### Required work
All of the records below should be output exactly.

Record extracts: Begin

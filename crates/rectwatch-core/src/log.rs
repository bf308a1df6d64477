//! Server log: startup and shutdown, rejected requests, storage failures
//! and per-request debug lines.
//!
//! Off unless `[logging] enabled = true`. Lines go to
//! `~/.config/rectwatch/logs/rectwatch.log` and roll over into
//! `rectwatch.log.1` once `max_file_mb` is reached.

use std::fmt;
use std::fs::{self, File, OpenOptions};
use std::io::Write;
use std::path::{Path, PathBuf};
use std::sync::{Mutex, OnceLock};

use serde::{Deserialize, Serialize};

static LOGGER: OnceLock<Mutex<Logger>> = OnceLock::new();

const LOG_FILE_NAME: &str = "rectwatch.log";
const BACKUP_FILE_NAME: &str = "rectwatch.log.1";

/// Logging configuration.
#[derive(Debug, Clone, Serialize, Deserialize)]
#[serde(default)]
pub struct LogConfig {
    /// Whether file logging is enabled. Defaults to `false`.
    pub enabled: bool,
    /// Minimum log level: "debug", "info", "warn", or "error".
    pub level: String,
    /// Maximum log file size in megabytes before rotation.
    pub max_file_mb: u64,
}

impl Default for LogConfig {
    fn default() -> Self {
        Self {
            enabled: false,
            level: "info".into(),
            max_file_mb: 10,
        }
    }
}

/// Log severity levels.
#[derive(Debug, Clone, Copy, PartialEq, Eq, PartialOrd, Ord)]
pub enum Level {
    Debug,
    Info,
    Warn,
    Error,
}

impl Level {
    fn as_str(self) -> &'static str {
        match self {
            Self::Debug => "DEBUG",
            Self::Info => "INFO",
            Self::Warn => "WARN",
            Self::Error => "ERROR",
        }
    }

    fn parse(s: &str) -> Self {
        match s.to_ascii_lowercase().as_str() {
            "debug" => Self::Debug,
            "warn" => Self::Warn,
            "error" => Self::Error,
            _ => Self::Info,
        }
    }
}

struct Logger {
    file: File,
    path: PathBuf,
    min_level: Level,
    max_bytes: u64,
    written: u64,
}

/// Initialises the global logger. Call once at server startup.
///
/// Does nothing if `config.enabled` is `false`.
pub fn init(config: &LogConfig) {
    if !config.enabled {
        return;
    }
    let Some(dir) = crate::config::config_dir() else {
        return;
    };
    init_in(config, &dir.join("logs"));
}

/// Initialises the global logger writing into `log_dir`.
pub fn init_in(config: &LogConfig, log_dir: &Path) {
    let Some(logger) = Logger::open(config, log_dir) else {
        return;
    };
    let _ = LOGGER.set(Mutex::new(logger));
}

/// Writes a log line if the level is at or above the configured minimum.
pub fn write(level: Level, args: fmt::Arguments<'_>) {
    let Some(mutex) = LOGGER.get() else {
        return;
    };
    let Ok(mut logger) = mutex.lock() else {
        return;
    };
    logger.write(level, args);
}

impl Logger {
    fn open(config: &LogConfig, log_dir: &Path) -> Option<Self> {
        fs::create_dir_all(log_dir).ok()?;
        let path = log_dir.join(LOG_FILE_NAME);
        let file = OpenOptions::new()
            .create(true)
            .append(true)
            .open(&path)
            .ok()?;
        let written = file.metadata().map(|m| m.len()).unwrap_or(0);

        Some(Self {
            file,
            path,
            min_level: Level::parse(&config.level),
            max_bytes: config.max_file_mb * 1024 * 1024,
            written,
        })
    }

    fn write(&mut self, level: Level, args: fmt::Arguments<'_>) {
        if level < self.min_level {
            return;
        }
        let now = chrono::Local::now().format("%Y-%m-%d %H:%M:%S");
        let line = format!("{now} [{lvl}] {args}\n", lvl = level.as_str());

        let _ = self.file.write_all(line.as_bytes());
        self.written += line.len() as u64;

        if self.max_bytes > 0 && self.written >= self.max_bytes {
            self.rotate();
        }
    }

    fn rotate(&mut self) {
        let backup = self.path.with_file_name(BACKUP_FILE_NAME);
        let _ = fs::rename(&self.path, &backup);
        if let Ok(f) = OpenOptions::new()
            .create(true)
            .append(true)
            .open(&self.path)
        {
            self.file = f;
        }
        self.written = 0;
    }
}

/// Logs at DEBUG level.
#[macro_export]
macro_rules! log_debug {
    ($($arg:tt)*) => { $crate::log::write($crate::log::Level::Debug, format_args!($($arg)*)) };
}

/// Logs at INFO level.
#[macro_export]
macro_rules! log_info {
    ($($arg:tt)*) => { $crate::log::write($crate::log::Level::Info, format_args!($($arg)*)) };
}

/// Logs at WARN level.
#[macro_export]
macro_rules! log_warn {
    ($($arg:tt)*) => { $crate::log::write($crate::log::Level::Warn, format_args!($($arg)*)) };
}

/// Logs at ERROR level.
#[macro_export]
macro_rules! log_error {
    ($($arg:tt)*) => { $crate::log::write($crate::log::Level::Error, format_args!($($arg)*)) };
}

Record extracts: End

### Task result
filename crates/rectwatch-core/src/log.rs
repository bf308a1df6d64477
//! Server log: startup and shutdown, rejected requests, storage failures
//! and per-request debug lines.
//!
//! Off unless `[logging] enabled = true`. Lines go to
//! `~/.config/rectwatch/logs/rectwatch.log` and roll over into
//! `rectwatch.log.1` once `max_file_mb` is reached.

use std::fmt;
use std::fs::{self, File, OpenOptions};
use std::io::Write;
use std::path::{Path, PathBuf};
use std::sync::{Mutex, OnceLock};

use serde::{Deserialize, Serialize};

static LOGGER: OnceLock<Mutex<Logger>> = OnceLock::new();

const LOG_FILE_NAME: &str = "rectwatch.log";
const BACKUP_FILE_NAME: &str = "rectwatch.log.1";

/// Logging configuration.
#[derive(Debug, Clone, Serialize, Deserialize)]
#[serde(default)]
pub struct LogConfig {
    /// Whether file logging is enabled. Defaults to `false`.
    pub enabled: bool,
    /// Minimum log level: "debug", "info", "warn", or "error".
    pub level: String,
    /// Maximum log file size in megabytes before rotation.
    pub max_file_mb: u64,
}

impl Default for LogConfig {
    fn default() -> Self {
        Self {
            enabled: false,
            level: "info".into(),
            max_file_mb: 10,
        }
    }
}

/// Log severity levels.
#[derive(Debug, Clone, Copy, PartialEq, Eq, PartialOrd, Ord)]
pub enum Level {
    Debug,
    Info,
    Warn,
    Error,
}

impl Level {
    fn as_str(self) -> &'static str {
        match self {
            Self::Debug => "DEBUG",
            Self::Info => "INFO",
            Self::Warn => "WARN",
            Self::Error => "ERROR",
        }
    }

    fn parse(s: &str) -> Self {
        match s.to_ascii_lowercase().as_str() {
            "debug" => Self::Debug,
            "warn" => Self::Warn,
            "error" => Self::Error,
            _ => Self::Info,
        }
    }
}

struct Logger {
    file: File,
    path: PathBuf,
    min_level: Level,
    max_bytes: u64,
    written: u64,
}

/// Initialises the global logger. Call once at server startup.
///
/// Does nothing if `config.enabled` is `false`.
pub fn init(config: &LogConfig) {
    if !config.enabled {
        return;
    }
    let Some(dir) = crate::config::config_dir() else {
        return;
    };
    init_in(config, &dir.join("logs"));
}

/// Initialises the global logger writing into `log_dir`.
pub fn init_in(config: &LogConfig, log_dir: &Path) {
    let Some(logger) = Logger::open(config, log_dir) else {
        return;
    };
    let _ = LOGGER.set(Mutex::new(logger));
}

/// Writes a log line if the level is at or above the configured minimum.
pub fn write(level: Level, args: fmt::Arguments<'_>) {
    let Some(mutex) = LOGGER.get() else {
        return;
    };
    let Ok(mut logger) = mutex.lock() else {
        return;
    };
    logger.write(level, args);
}

impl Logger {
    fn open(config: &LogConfig, log_dir: &Path) -> Option<Self> {
        fs::create_dir_all(log_dir).ok()?;
        let path = log_dir.join(LOG_FILE_NAME);
        let file = OpenOptions::new()
            .create(true)
            .append(true)
            .open(&path)
            .ok()?;
        let written = file.metadata().map(|m| m.len()).unwrap_or(0);

        Some(Self {
            file,
            path,
            min_level: Level::parse(&config.level),
            max_bytes: config.max_file_mb * 1024 * 1024,
            written,
        })
    }

    fn write(&mut self, level: Level, args: fmt::Arguments<'_>) {
        if level < self.min_level {
            return;
        }
        let now = chrono::Local::now().format("%Y-%m-%d %H:%M:%S");
        let line = format!("{now} [{lvl}] {args}\n", lvl = level.as_str());

        let _ = self.file.write_all(line.as_bytes());
        self.written += line.len() as u64;

        if self.max_bytes > 0 && self.written >= self.max_bytes {
            self.rotate();
        }
    }

    fn rotate(&mut self) {
        let backup = self.path.with_file_name(BACKUP_FILE_NAME);
        let _ = fs::rename(&self.path, &backup);
        if let Ok(f) = OpenOptions::new()
            .create(true)
            .append(true)
            .open(&self.path)
        {
            self.file = f;
        }
        self.written = 0;
    }
}

/// Logs at DEBUG level.
#[macro_export]
macro_rules! log_debug {
    ($($arg:tt)*) => { $crate::log::write($crate::log::Level::Debug, format_args!($($arg)*)) };
}

/// Logs at INFO level.
#[macro_export]
macro_rules! log_info {
    ($($arg:tt)*) => { $crate::log::write($crate::log::Level::Info, format_args!($($arg)*)) };
}

/// Logs at WARN level.
#[macro_export]
macro_rules! log_warn {
    ($($arg:tt)*) => { $crate::log::write($crate::log::Level::Warn, format_args!($($arg)*)) };
}

/// Logs at ERROR level.
#[macro_export]
macro_rules! log_error {
    ($($arg:tt)*) => { $crate::log::write($crate::log::Level::Error, format_args!($($arg)*)) };
}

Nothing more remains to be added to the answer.